Economics of pharmaceutical use in healthcare

Pharmacoeconomics refers to the scientific discipline that compares the value of one pharmaceutical drug or drug therapy to another. It is a sub-discipline of health economics. A pharmacoeconomic study evaluates the cost (expressed in monetary terms) and effects (expressed in terms of monetary value, efficacy or enhanced quality of life) of a pharmaceutical product. Pharmacoeconomic studies serve to guide optimal healthcare resource allocation, in a standardized and scientifically grounded manner.

== Economic evaluation ==
Pharmacoeconomics centers on the economic evaluation of pharmaceuticals, and can use cost-minimization analysis, cost-benefit analysis, cost-effectiveness analysis or cost-utility analysis. Quality-adjusted life years have become the dominant outcome of interest in pharmacoeconomic evaluations, and many studies employ a cost-per-QALY analysis. Economic evaluations are carried out alongside randomized controlled trials and using methods of decision-analytic modeling. Pharmacoeconomics is a useful method of economic evaluation of various treatment options. As more expensive drugs are being developed and licensed it has become imperative especially in context of developing countries where resources are scarce to apply the principles of pharmacoeconomics for various drugs and treatment options so that maximum improvement in quality of life can be achieved in minimum cost.

== In policy ==
In 1993, Australia became the first nation to use pharmacoeconomic analysis as part of the process for deciding whether new drugs should be subsidized by the Federal Government. The Pharmaceutical Benefits Advisory Committee (PBAC) advises Federal Government ministers on whether new drugs should be placed on a list for of drugs that consumers can then purchase from pharmacies at a subsidized price. Since 1993, this approach to evaluating costs and benefits is used in Canada, Finland, New Zealand, Norway, Sweden, and the UK.
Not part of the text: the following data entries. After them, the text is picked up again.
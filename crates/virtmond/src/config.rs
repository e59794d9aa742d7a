//! Daemon configuration.
//!
//! Loaded from a TOML file; every section has defaults so an empty file
//! (or no file at all) yields a working exporter. Collector enable flags
//! mirror the exporter's registry: a disabled collector is simply never
//! registered.

use std::net::SocketAddr;
use std::path::Path;

use serde::{Deserialize, Serialize};
use virtmon::StatsProfile;

/// Default listen address for the HTTP endpoint.
pub const DEFAULT_LISTEN_ADDRESS: &str = "0.0.0.0:60616";

/// Host collector configuration.
#[derive(Debug, Clone, Serialize, Deserialize, PartialEq, Eq)]
pub struct HostConfig {
    /// Whether to register the host facts collector.
    pub enabled: bool,
}

impl Default for HostConfig {
    fn default() -> Self {
        Self { enabled: true }
    }
}

/// Libvirt collector configuration.
#[derive(Debug, Clone, Serialize, Deserialize, PartialEq)]
pub struct LibvirtConfig {
    /// Whether to register the libvirt collector.
    pub enabled: bool,
    /// Connection URI of the virtualization daemon.
    pub uri: String,
    /// Which metric subset to emit.
    #[serde(default)]
    pub profile: StatsProfile,
}

impl Default for LibvirtConfig {
    fn default() -> Self {
        Self {
            enabled: true,
            uri: virtmon::libvirt::DEFAULT_URI.to_string(),
            profile: StatsProfile::Full,
        }
    }
}

/// Main exporter configuration.
#[derive(Debug, Clone, Default, Serialize, Deserialize, PartialEq)]
pub struct ExporterConfig {
    /// Address the HTTP endpoint binds to.
    #[serde(default)]
    pub listen_address: Option<String>,
    /// Host collector settings.
    #[serde(default)]
    pub host: HostConfig,
    /// Libvirt collector settings.
    #[serde(default)]
    pub libvirt: LibvirtConfig,
}

impl ExporterConfig {
    /// Loads configuration from a TOML file.
    ///
    /// # Errors
    ///
    /// Returns an error if the file cannot be read or parsed.
    pub fn from_file(path: impl AsRef<Path>) -> anyhow::Result<Self> {
        let content = std::fs::read_to_string(path.as_ref()).map_err(|e| {
            anyhow::anyhow!(
                "failed to read config file '{}': {e}",
                path.as_ref().display()
            )
        })?;
        Self::from_toml(&content)
    }

    /// Parses configuration from a TOML string.
    ///
    /// # Errors
    ///
    /// Returns an error if the TOML is invalid or fails validation.
    pub fn from_toml(content: &str) -> anyhow::Result<Self> {
        let config: Self = toml::from_str(content)?;
        config.validate()?;
        Ok(config)
    }

    /// Validates the configuration.
    ///
    /// # Errors
    ///
    /// Returns an error if any value is invalid.
    pub fn validate(&self) -> anyhow::Result<()> {
        if let Some(addr) = &self.listen_address {
            addr.parse::<SocketAddr>()
                .map_err(|e| anyhow::anyhow!("invalid listen address '{addr}': {e}"))?;
        }
        if self.libvirt.enabled && self.libvirt.uri.is_empty() {
            anyhow::bail!("libvirt uri cannot be empty");
        }
        Ok(())
    }

    /// The effective listen address.
    ///
    /// # Errors
    ///
    /// Returns an error if the configured address cannot be parsed.
    pub fn listen_address(&self) -> anyhow::Result<SocketAddr> {
        let addr = self
            .listen_address
            .as_deref()
            .unwrap_or(DEFAULT_LISTEN_ADDRESS);
        addr.parse::<SocketAddr>()
            .map_err(|e| anyhow::anyhow!("invalid listen address '{addr}': {e}"))
    }
}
== Impact of pharmaceutical innovations ==

In the past 30 years, major pharmaceutical innovations have improved condition-related outcomes for six serious medical conditions: ischemic heart disease, lung cancer, breast cancer, human immunodeficiency virus (HIV) infection, type 2 diabetes mellitus, and rheumatoid arthritis (RA). Spending on new pharmaceuticals and R&D, although expensive, is considered to bring net benefits, as it decreases overall health care costs. A study of 30 countries estimated that 73% of the increase in life expectancy in recent decades is due to new pharmaceuticals alone. Another study found that new drugs have reduced hospital usage by 25% per decade by replacing more expensive forms of care like surgery. It has been estimated that the cost per additional life-year gained thanks to pharmaceutical innovation was US$2,730, compared with US$61,000 for dialysis, a commonly used benchmark.